家畜のオスとメス 産み分けの新技術開発
以下は、記事の抜粋です。
畜産業では、メスのウシから牛乳を生産するなど、オスやメスのどちらかを必要とするケースが多くあります。
オスとメスは、受精した精子に含まれる性染色体がY型だとオスになり、X型だとメスになりますが、これまで、高額な機器を使って含まれているDNAの量のわずかな差を計測する方法しかなく、産み分けを行うにはコストが高いため、あまり普及してきませんでした。
広島大学の島田昌之教授のグループが精子で働いている遺伝子を詳細に調べたところ、メスになる精子では免疫に関係するとされる「TLR7」と呼ばれる分子などがあり、オスになる精子にはこの分子がないことがわかったということです。
グループでは、この分子を目印にすると、オスになる精子とメスになる精子を試験管の中で簡単に分離でき、ブタではおよそ70%の確率で狙いどおりに産み分けることができたとしています。
元論文のタイトルは、”Activation of Toll-like receptor 7/8 encoded by the X chromosome alters sperm motility and provides a novel simple technology for sexing sperm”です(論文をみる)。

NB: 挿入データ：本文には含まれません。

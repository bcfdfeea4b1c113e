use std::collections::BTreeSet;
use std::fmt;

use chrono::{DateTime, Utc};
use serde::{Deserialize, Serialize};

use crate::domain::allergen::Allergen;
use crate::errors::DomainError;

#[derive(Clone, Debug, PartialEq, Eq, Hash, PartialOrd, Ord, Serialize, Deserialize)]
pub struct SessionId(pub String);

impl SessionId {
    pub fn new(value: impl Into<String>) -> Self {
        Self(value.into())
    }

    pub fn as_str(&self) -> &str {
        &self.0
    }
}

impl fmt::Display for SessionId {
    fn fmt(&self, f: &mut fmt::Formatter<'_>) -> fmt::Result {
        f.write_str(&self.0)
    }
}

/// Per-session position in the input → model → output cycle.
#[derive(Clone, Copy, Debug, PartialEq, Eq, Serialize, Deserialize)]
#[serde(rename_all = "snake_case")]
pub enum TurnState {
    AwaitingInput,
    BlockedOffTopic,
    NeedsClarification,
    AwaitingOutput,
    BlockedUnsafe,
    CorrectedOutput,
    Passed,
}

impl TurnState {
    /// Result states are reported to the caller and then fold back to `AwaitingInput`.
    pub fn is_outcome(&self) -> bool {
        matches!(
            self,
            TurnState::BlockedOffTopic
                | TurnState::NeedsClarification
                | TurnState::BlockedUnsafe
                | TurnState::CorrectedOutput
                | TurnState::Passed
        )
    }
}

#[derive(Clone, Debug, PartialEq, Eq, Serialize, Deserialize)]
pub struct Session {
    pub id: SessionId,
    pub constraints: BTreeSet<Allergen>,
    pub created_at: DateTime<Utc>,
    pub state: TurnState,
    pub last_outcome: Option<TurnState>,
}

impl Session {
    pub fn new(id: SessionId) -> Self {
        Self {
            id,
            constraints: BTreeSet::new(),
            created_at: Utc::now(),
            state: TurnState::AwaitingInput,
            last_outcome: None,
        }
    }

    /// Unions `tags` into the constraint set and returns the tags that were not
    /// already present. Constraints are never removed here.
    pub fn merge_constraints(
        &mut self,
        tags: impl IntoIterator<Item = Allergen>,
    ) -> BTreeSet<Allergen> {
        tags.into_iter().filter(|tag| self.constraints.insert(*tag)).collect()
    }

    pub fn clear_constraints(&mut self) {
        self.constraints.clear();
    }

    /// Forgets constraints and any turn in flight.
    pub fn reset(&mut self) {
        self.constraints.clear();
        self.state = TurnState::AwaitingInput;
        self.last_outcome = None;
    }

    pub fn can_transition_to(&self, next: TurnState) -> bool {
        matches!(
            (self.state, next),
            (TurnState::AwaitingInput, TurnState::BlockedOffTopic)
                | (TurnState::AwaitingInput, TurnState::NeedsClarification)
                | (TurnState::AwaitingInput, TurnState::AwaitingOutput)
                | (TurnState::AwaitingOutput, TurnState::BlockedUnsafe)
                | (TurnState::AwaitingOutput, TurnState::CorrectedOutput)
                | (TurnState::AwaitingOutput, TurnState::Passed)
                | (TurnState::AwaitingOutput, TurnState::AwaitingInput)
                | (TurnState::BlockedOffTopic, TurnState::AwaitingInput)
                | (TurnState::NeedsClarification, TurnState::AwaitingInput)
                | (TurnState::BlockedUnsafe, TurnState::AwaitingInput)
                | (TurnState::CorrectedOutput, TurnState::AwaitingInput)
                | (TurnState::Passed, TurnState::AwaitingInput)
        )
    }

    pub fn transition_to(&mut self, next: TurnState) -> Result<(), DomainError> {
        if self.can_transition_to(next) {
            self.state = next;
            return Ok(());
        }

        Err(DomainError::InvalidTurnTransition { from: self.state, to: next })
    }

    /// Enters an outcome state, remembers it, and folds back to `AwaitingInput`.
    pub fn conclude(&mut self, outcome: TurnState) -> Result<(), DomainError> {
        if !outcome.is_outcome() {
            return Err(DomainError::InvariantViolation(format!(
                "{outcome:?} is not a turn outcome"
            )));
        }
        self.transition_to(outcome)?;
        self.last_outcome = Some(outcome);
        self.transition_to(TurnState::AwaitingInput)
    }
}

#[cfg(test)]
mod tests {
    use std::collections::BTreeSet;

    use super::{Session, SessionId, TurnState};
    use crate::domain::allergen::Allergen;
    use crate::errors::DomainError;

    fn session() -> Session {
        Session::new(SessionId::new("s-1"))
    }

    #[test]
    fn merge_is_a_union_and_reports_only_new_tags() {
        let mut session = session();
        let added = session.merge_constraints([Allergen::Peanuts, Allergen::Dairy]);
        assert_eq!(added, BTreeSet::from([Allergen::Peanuts, Allergen::Dairy]));

        let added_again = session.merge_constraints([Allergen::Peanuts]);
        assert!(added_again.is_empty());
        assert_eq!(session.constraints, BTreeSet::from([Allergen::Peanuts, Allergen::Dairy]));
    }

    #[test]
    fn passed_input_then_output_cycle_returns_to_awaiting_input() {
        let mut session = session();
        session.transition_to(TurnState::AwaitingOutput).expect("input passed");
        session.conclude(TurnState::CorrectedOutput).expect("output corrected");

        assert_eq!(session.state, TurnState::AwaitingInput);
        assert_eq!(session.last_outcome, Some(TurnState::CorrectedOutput));
    }

    #[test]
    fn output_outcome_without_passed_input_is_rejected() {
        let mut session = session();
        let error = session.conclude(TurnState::Passed).expect_err("no pending output");
        assert!(matches!(
            error,
            DomainError::InvalidTurnTransition {
                from: TurnState::AwaitingInput,
                to: TurnState::Passed
            }
        ));
    }

    #[test]
    fn blocked_input_folds_back_immediately() {
        let mut session = session();
        session.conclude(TurnState::BlockedOffTopic).expect("off-topic block");
        assert_eq!(session.state, TurnState::AwaitingInput);
        assert_eq!(session.last_outcome, Some(TurnState::BlockedOffTopic));
    }

    #[test]
    fn conclude_rejects_non_outcome_states() {
        let mut session = session();
        assert!(matches!(
            session.conclude(TurnState::AwaitingOutput),
            Err(DomainError::InvariantViolation(_))
        ));
    }
}
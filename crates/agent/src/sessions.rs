use std::collections::HashMap;
use std::sync::Arc;

use menuguard_core::domain::session::{Session, SessionId};
use tokio::sync::{Mutex, RwLock};

/// Keyed session table. The map lock only guards lookup and insertion; each
/// session carries its own mutex so unrelated sessions never wait on each other.
#[derive(Default)]
pub struct SessionStore {
    sessions: RwLock<HashMap<SessionId, Arc<Mutex<Session>>>>,
}

impl SessionStore {
    pub fn new() -> Self {
        Self::default()
    }

    /// Returns the session handle and whether it was created by this call.
    pub async fn get_or_create(&self, id: &SessionId) -> (Arc<Mutex<Session>>, bool) {
        if let Some(existing) = self.sessions.read().await.get(id) {
            return (Arc::clone(existing), false);
        }

        let mut sessions = self.sessions.write().await;
        let mut created = false;
        let handle = sessions
            .entry(id.clone())
            .or_insert_with(|| {
                created = true;
                Arc::new(Mutex::new(Session::new(id.clone())))
            })
            .clone();
        (handle, created)
    }

    pub async fn get(&self, id: &SessionId) -> Option<Arc<Mutex<Session>>> {
        self.sessions.read().await.get(id).cloned()
    }

    pub async fn remove(&self, id: &SessionId) -> bool {
        self.sessions.write().await.remove(id).is_some()
    }

    pub async fn len(&self) -> usize {
        self.sessions.read().await.len()
    }

    pub async fn is_empty(&self) -> bool {
        self.sessions.read().await.is_empty()
    }
}

#[cfg(test)]
mod tests {
    use std::sync::Arc;

    use menuguard_core::domain::allergen::Allergen;
    use menuguard_core::domain::session::SessionId;

    use super::SessionStore;

    #[tokio::test]
    async fn first_lookup_creates_and_later_lookups_share() {
        let store = SessionStore::new();
        let id = SessionId::new("table-4");

        let (first, created) = store.get_or_create(&id).await;
        assert!(created);
        first.lock().await.merge_constraints([Allergen::Soy]);

        let (second, created) = store.get_or_create(&id).await;
        assert!(!created);
        assert!(Arc::ptr_eq(&first, &second));
        assert!(second.lock().await.constraints.contains(&Allergen::Soy));
    }

    #[tokio::test]
    async fn sessions_are_isolated_and_removable() {
        let store = SessionStore::new();
        let (a, _) = store.get_or_create(&SessionId::new("a")).await;
        let (b, _) = store.get_or_create(&SessionId::new("b")).await;

        a.lock().await.merge_constraints([Allergen::Peanuts]);
        assert!(b.lock().await.constraints.is_empty());
        assert_eq!(store.len().await, 2);

        assert!(store.remove(&SessionId::new("a")).await);
        assert!(!store.remove(&SessionId::new("a")).await);
        assert!(store.get(&SessionId::new("a")).await.is_none());
    }

    #[tokio::test]
    async fn holding_one_session_lock_does_not_block_another() {
        let store = Arc::new(SessionStore::new());
        let (a, _) = store.get_or_create(&SessionId::new("a")).await;
        let _held = a.lock().await;

        let other = Arc::clone(&store);
        let result = tokio::time::timeout(std::time::Duration::from_secs(1), async move {
            let (b, _) = other.get_or_create(&SessionId::new("b")).await;
            let mut session = b.lock().await;
            session.merge_constraints([Allergen::Fish]);
        })
        .await;

        assert!(result.is_ok());
    }
}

Toll様受容体(Toll-like receptor:TLR)は1型膜貫通タンパク質で、自然免疫において病原体のセンサーの役割を担うとされています。ヒトでは10種類の
Toll様受容体が同定されています。TLR7はグアノシンおよびウリジンに富んだ1本鎖RNAを認識すると考えられていますが、グアノシン、グアノシンのアナログなどの低分子リガンドによっても活性化されるようです。
マウスの精子ではTLR7はX染色体によってコードされているそうです。マウスの精子に培養液とTLR7受容体を刺激する薬剤を加えると、運動を止めたX精子は下層に沈殿し、影響を受けないY精子が上層に集まります。上層と下層からそれぞれ採取した精子を体外受精してマウスに移植すると、上層の約8割から雄が、下層の約8割から雌が生まれたということです。
ヒトにも応用できそうなのが恐いです。